The fuss caused by the improvised (and unexpected) fall of the bloodthirsty regime of Bashar al-Assad, overthrown in early December by the Salafist militias of Hay’at Tahrir al-Sham (HTS, literally “Committee for the Liberation of the Levant”) led by Ahmed al-Shara’, otherwise known by the nom de guerre Abu Mohammed al-Jolani (which he, however, asked his interlocutors not to use).
However, the “new Syria” is already enjoying, if not a total reset of its international relations, at least an important line of credit. At the end of January, for example, the Foreign Ministers of the Twenty-Seven have agreed to phase out parts of the broad sanctions regime that the EU had imposed against the Levantine country, although it is still too early for technical details.

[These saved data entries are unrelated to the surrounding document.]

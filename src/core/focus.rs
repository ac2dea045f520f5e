//! # Focus State Machine
//!
//! Sole owner of the engine's notion of "currently focused element".
//!
//! ```text
//!            bootstrap (pool non-empty)
//!   Unset ───────────────────────────────► Focused(e)
//!     ▲                                      │  move(d) → Focused(e')
//!     └──── focused element left the pool ───┘  move(d), no candidate → unchanged
//! ```
//!
//! Activate and Back are effects, not transitions; they live on the engine.

use std::fmt::Debug;

use log::debug;

use crate::core::geometry::NavigableElement;
use crate::core::host::Host;
use crate::core::selector::{self, Direction};

#[derive(Debug, Clone, Copy, PartialEq, Eq)]
pub enum FocusState<E> {
    Unset,
    Focused(E),
}

impl<E: Copy> FocusState<E> {
    pub fn element(&self) -> Option<E> {
        match self {
            FocusState::Unset => None,
            FocusState::Focused(e) => Some(*e),
        }
    }
}

/// What a move request did.
#[derive(Debug, Clone, Copy, PartialEq, Eq)]
pub enum MoveOutcome<E> {
    /// Focus moved to a neighbor.
    Moved(E),
    /// Nothing was focused (or the focused element vanished), so the first
    /// eligible element was focused instead.
    Bootstrapped(E),
    /// No candidate in that direction; focus unchanged.
    Stayed,
    /// The pool was empty.
    Empty,
}

#[derive(Debug)]
pub struct FocusMachine<E> {
    state: FocusState<E>,
}

impl<E> Default for FocusMachine<E> {
    fn default() -> Self {
        Self {
            state: FocusState::Unset,
        }
    }
}

impl<E> FocusMachine<E>
where
    E: Copy + Eq + Debug,
{
    pub fn new() -> Self {
        Self::default()
    }

    pub fn state(&self) -> FocusState<E> {
        self.state
    }

    /// Focuses the first element of `pool` (document order). Only acts from
    /// `Unset`; returns the element focused by this call.
    pub fn bootstrap<H>(&mut self, host: &mut H, pool: &[NavigableElement<E>]) -> Option<E>
    where
        H: Host<Element = E>,
    {
        if let FocusState::Focused(_) = self.state {
            return None;
        }
        let first = pool.first()?.element();
        self.focus(host, first);
        debug!("Bootstrapped focus on {:?}", first);
        Some(first)
    }

    /// Moves focus in `direction` using a freshly computed `pool`.
    ///
    /// If the focused element is no longer in the pool the state reverts to
    /// `Unset` and the request bootstraps instead.
    pub fn move_focus<H>(
        &mut self,
        host: &mut H,
        pool: &[NavigableElement<E>],
        direction: Direction,
        dead_zone: f64,
    ) -> MoveOutcome<E>
    where
        H: Host<Element = E>,
    {
        if pool.is_empty() {
            return MoveOutcome::Empty;
        }

        let current = self
            .state
            .element()
            .and_then(|e| pool.iter().find(|n| n.element() == e));

        let Some(current) = current else {
            if self.state != FocusState::Unset {
                debug!("Focused element {:?} left the pool", self.state);
                self.state = FocusState::Unset;
            }
            return match self.bootstrap(host, pool) {
                Some(e) => MoveOutcome::Bootstrapped(e),
                None => MoveOutcome::Empty,
            };
        };

        match selector::select(current, direction, pool, dead_zone) {
            Some(next) => {
                debug!("Move {} {:?} → {:?}", direction.label(), current.element(), next);
                self.focus(host, next);
                MoveOutcome::Moved(next)
            }
            None => {
                debug!("Move {} from {:?}: no candidate", direction.label(), current.element());
                MoveOutcome::Stayed
            }
        }
    }

    /// The element Activate should target: whatever holds platform focus,
    /// falling back to our own state when the platform reports nothing.
    pub fn activation_target<H>(&self, host: &H) -> Option<E>
    where
        H: Host<Element = E>,
    {
        host.active_element().or_else(|| self.state.element())
    }

    fn focus<H>(&mut self, host: &mut H, element: E)
    where
        H: Host<Element = E>,
    {
        self.state = FocusState::Focused(element);
        host.focus(element);
    }
}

The direct channel with Paris
Yesterday (Feb. 5), the new master of post-Assad Syria heard French President Emmanuel Macron on the phone, thus opening his first direct channel with a European leader. The Elysee tenant, reads an official communiqué, discussed with his counterpart “the need to continue the fight against terrorism, for the benefit of the Syrian people and the security of the French nation,” expressing Paris’s readiness “to support the transition” underway and hoping that the latter “can fully meet the aspirations of the Syrian people.”
What Macron failed to announce, at least according to transalpine media, is that he invited al-Shara’ to visit Paris ” personally in the coming weeks.” This was reported not by the Elysée but by the Syrian presidency office. This would be the first meeting with a Western leader, following those with regional neighbours. After receiving the Emir of Qatar, al-Shara’ recently travelled to Saudi Arabia and Turkey.
Reconstruction and Migration
The new interim president is spreading the message that the two priorities of his new course are stability and rebuilding the country. The latter, evidently, will be a gigantic business. This, among other things, will be discussed on February 13 at the International Conference on Syria, which will be held in the transalpine capital.

Beyond all the big words about the democratic and inclusive transition that al-Shara’ claims to want to pursue, it is clear that a central issue in future relations between Damascus and Brussels will be the management of migration flows, an eternal thorn in the side of European chancelleries. They are waiting, in these very weeks, for the EU executive’s proposal on the infamous extra-EU “repatriation hubs” to deport to third countries refugees they do not wish to accept on their own territory and about which the European Agency for Fundamental Rights (FRA) just sounded today a feeble wake-up call.
Geopolitics and Security
In addition, there is the geo-strategic dimension. On the one hand, Syria—battered by over a decade of devastating civil war, during which al-Assad did not hesitate to use chemical weapons against his own citizens, and torn by the experience of the Islamic State (to which, incidentally, the HTS was affiliated for a time)—has historically been a strong ally of Vladimir Putin’s Russia, to which it notoriously provided access to the Mediterranean via the port of Tartus, not far from the border with Lebanon. There, Moscow operated a naval base that it seems to be now abandoning, at least judging from satellite images collected in late January. The challenge for the new Syria’s regional and European partners is to get Damascus out of the Kremlin’s orbit.

On the other hand, the security issue may prove more complex. Turkey’s new sultan, Recep Tayyip Erdoğan, for example, intends to continue fighting the Syrian Democratic Forces (SDF), a coalition of militias that control the de facto autonomous Rojava region in the northeast of the country. Its main formation is the Kurdish People’s Protection Unit (YPG), which Ankara considers the Syrian branch of the Kurdistan Workers’ Party (PKK), classified as a terrorist organisation.
In contrast, for Westerners, the Kurds represent a valuable ally in the fight against jihadist terrorism (at least nominally, given the resounding volte-face of Donald Trump‘s United States in 2019). For the time being, Macron would reiterate France’s “loyalty” to them. However, for al-Shara’, seeking the broadest and strongest possible international support, there is now a problem of how to integrate them into the post-dictatorial Syrian state.